Peake was elected to the South Australian House of Assembly as the Member for Albert representing Naracoorte. After his election, Peake was at first an independent supporting the Liberal Governments of Charles Kingston and Frederick Holder. He became disillusioned with the Government of John Jenkins leading him to become leader of a group of 15 members under the Liberal banner.

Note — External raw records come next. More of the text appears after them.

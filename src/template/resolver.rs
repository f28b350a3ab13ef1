//! Template resolution - folds parent chains into concrete definitions

use std::collections::HashMap;

use crate::error::ReadError;
use crate::model::{Factory, ObjectDefinition};

use super::draft::{DraftDefinition, ExtractedArgs};

/// Top-level declarations of one source, indexed by id for parent lookup
#[derive(Debug)]
pub struct TemplateSet<'a> {
    location: &'a str,
    drafts: &'a [DraftDefinition],
    by_id: HashMap<&'a str, usize>,
}

impl<'a> TemplateSet<'a> {
    pub fn new(location: &'a str, drafts: &'a [DraftDefinition]) -> Self {
        let mut by_id = HashMap::with_capacity(drafts.len());
        for (index, draft) in drafts.iter().enumerate() {
            // first declaration wins on duplicate ids
            by_id.entry(draft.id.as_str()).or_insert(index);
        }
        Self {
            location,
            drafts,
            by_id,
        }
    }

    pub fn get(&self, id: &str) -> Option<&'a DraftDefinition> {
        self.by_id.get(id).map(|&index| &self.drafts[index])
    }

    /// Resolve one declaration into its final definition.
    ///
    /// Walks `parent` links upward, merging each template's arguments beneath
    /// what has been collected so far. The result keeps the leaf's own id,
    /// scope and flags. A leaf with a parent always takes the topmost
    /// template's factory, even when that template declares none.
    pub fn resolve(&self, leaf: &DraftDefinition) -> Result<ObjectDefinition, ReadError> {
        let mut args: ExtractedArgs = leaf.args.clone();
        let mut factory: Factory = leaf.factory.clone();
        let mut chain = vec![leaf.id.clone()];
        let mut next = leaf.parent.as_deref();

        while let Some(parent_id) = next {
            if chain.iter().any(|id| id == parent_id) {
                chain.push(parent_id.to_string());
                return Err(ReadError::CircularTemplate {
                    location: self.location.to_string(),
                    chain,
                });
            }
            let parent = self
                .get(parent_id)
                .ok_or_else(|| ReadError::UnknownTemplate {
                    location: self.location.to_string(),
                    object: leaf.id.clone(),
                    parent: parent_id.to_string(),
                })?;

            tracing::debug!(object = %leaf.id, template = %parent_id, "merging template");
            args.merge_parent(&parent.args);
            if parent.parent.is_none() {
                factory = parent.factory.clone();
            }
            chain.push(parent_id.to_string());
            next = parent.parent.as_deref();
        }

        Ok(leaf.build(factory, args))
    }
}

/// Turn a source's drafts into its ordered result collection.
///
/// Each draft contributes its inline definitions followed by itself, in
/// declaration order.
pub fn resolve_templates(
    location: &str,
    drafts: &[DraftDefinition],
) -> Result<Vec<ObjectDefinition>, ReadError> {
    let templates = TemplateSet::new(location, drafts);
    let mut objects = Vec::with_capacity(drafts.len());

    for draft in drafts {
        objects.extend(draft.inner.iter().cloned());
        let definition = templates.resolve(draft)?;
        tracing::debug!(object = %definition.id, "parsed object");
        objects.push(definition);
    }

    Ok(objects)
}

#[cfg(test)]
mod tests {
    use super::*;
    use crate::model::{Scope, ValueDefinition};
    use pretty_assertions::assert_eq;

    fn arg(value: &str) -> Option<ValueDefinition> {
        Some(ValueDefinition::text("constr", value))
    }

    fn template(id: &str, class: Option<&str>, parent: Option<&str>) -> DraftDefinition {
        let mut draft = DraftDefinition::new(id, Factory::from_class(class));
        draft.is_abstract = true;
        draft.parent = parent.map(str::to_string);
        draft
    }

    #[test]
    fn test_leaf_positional_wins_over_parent() {
        let mut parent = template("base", Some("app.Service"), None);
        parent.args.positional = vec![arg("A"), arg("B")];

        let mut child = DraftDefinition::new("child", Factory::Unspecified);
        child.parent = Some("base".into());
        child.scope = Scope::Prototype;
        child.args.positional = vec![None, arg("C"), arg("D")];

        let drafts = vec![parent, child];
        let objects = resolve_templates("ctx.xml", &drafts).unwrap();

        let child = &objects[1];
        assert_eq!(child.id, "child");
        assert_eq!(child.scope, Scope::Prototype);
        assert_eq!(child.factory, Factory::reflective("app.Service"));
        assert_eq!(child.parent.as_deref(), Some("base"));
        assert_eq!(child.constructor_args, vec![arg("A"), arg("C"), arg("D")]);
    }

    #[test]
    fn test_multi_level_chain_uses_topmost_factory() {
        let mut top = template("top", Some("pkg.Top"), None);
        top.args.positional = vec![arg("t0"), arg("t1"), arg("t2")];
        let mut middle = template("middle", Some("pkg.Middle"), Some("top"));
        middle.args.positional = vec![None, arg("m1")];
        let mut leaf = DraftDefinition::new("leaf", Factory::Unspecified);
        leaf.parent = Some("middle".into());
        leaf.args.positional = vec![arg("l0")];

        let drafts = vec![top, middle, leaf];
        let objects = resolve_templates("ctx.xml", &drafts).unwrap();

        let leaf = &objects[2];
        assert_eq!(leaf.factory, Factory::reflective("pkg.Top"));
        assert_eq!(leaf.constructor_args, vec![arg("l0"), arg("m1"), arg("t2")]);

        // the intermediate template is itself resolved against its parent
        assert_eq!(objects[1].constructor_args, vec![arg("t0"), arg("m1"), arg("t2")]);
    }

    #[test]
    fn test_undeclared_topmost_factory_wins() {
        let top = template("top", None, None);
        let middle = template("middle", Some("pkg.Middle"), Some("top"));
        let mut leaf = DraftDefinition::new("leaf", Factory::reflective("pkg.Leaf"));
        leaf.parent = Some("middle".into());

        let drafts = vec![top, middle, leaf];
        let objects = resolve_templates("ctx.xml", &drafts).unwrap();

        assert_eq!(objects[1].factory, Factory::Unspecified);
        assert_eq!(objects[2].factory, Factory::Unspecified);
    }

    #[test]
    fn test_unknown_parent_is_fatal() {
        let mut child = DraftDefinition::new("child", Factory::Unspecified);
        child.parent = Some("ghost".into());

        let err = resolve_templates("ctx.xml", &[child]).unwrap_err();
        assert!(matches!(
            err,
            ReadError::UnknownTemplate { ref parent, .. } if parent == "ghost"
        ));
    }

    #[test]
    fn test_cycle_is_detected() {
        let a = template("a", None, Some("b"));
        let b = template("b", None, Some("a"));

        let err = resolve_templates("ctx.xml", &[a, b]).unwrap_err();
        match err {
            ReadError::CircularTemplate { chain, .. } => {
                assert_eq!(chain, vec!["a", "b", "a"]);
            }
            other => panic!("expected cycle, got {:?}", other),
        }
    }

    #[test]
    fn test_inline_definitions_precede_owner() {
        let mut owner = DraftDefinition::new("owner", Factory::reflective("Owner"));
        owner
            .inner
            .push(ObjectDefinition::new("owner.pool.<anonymous>", Factory::reflective("Pool")));

        let objects = resolve_templates("ctx.xml", &[owner]).unwrap();
        let ids: Vec<_> = objects.iter().map(|o| o.id.as_str()).collect();
        assert_eq!(ids, vec!["owner.pool.<anonymous>", "owner"]);
    }
}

Peake was elected as one of three members for the new seat of Victoria and Albert in May 1902, he held this seat until March 1915.
At the 1905 election Peake sought a Liberal-Labor alliance: 'the only difference between us is a difference of degree and of speed'. Peake's group entered into a coalition with the Labor minority government of Thomas Price, the Price-Peake administration, holding the positions of Treasurer of South Australia and Attorney-General of South Australia. As Treasurer, he delivered three surplus budgets in a row as agricultural conditions improved.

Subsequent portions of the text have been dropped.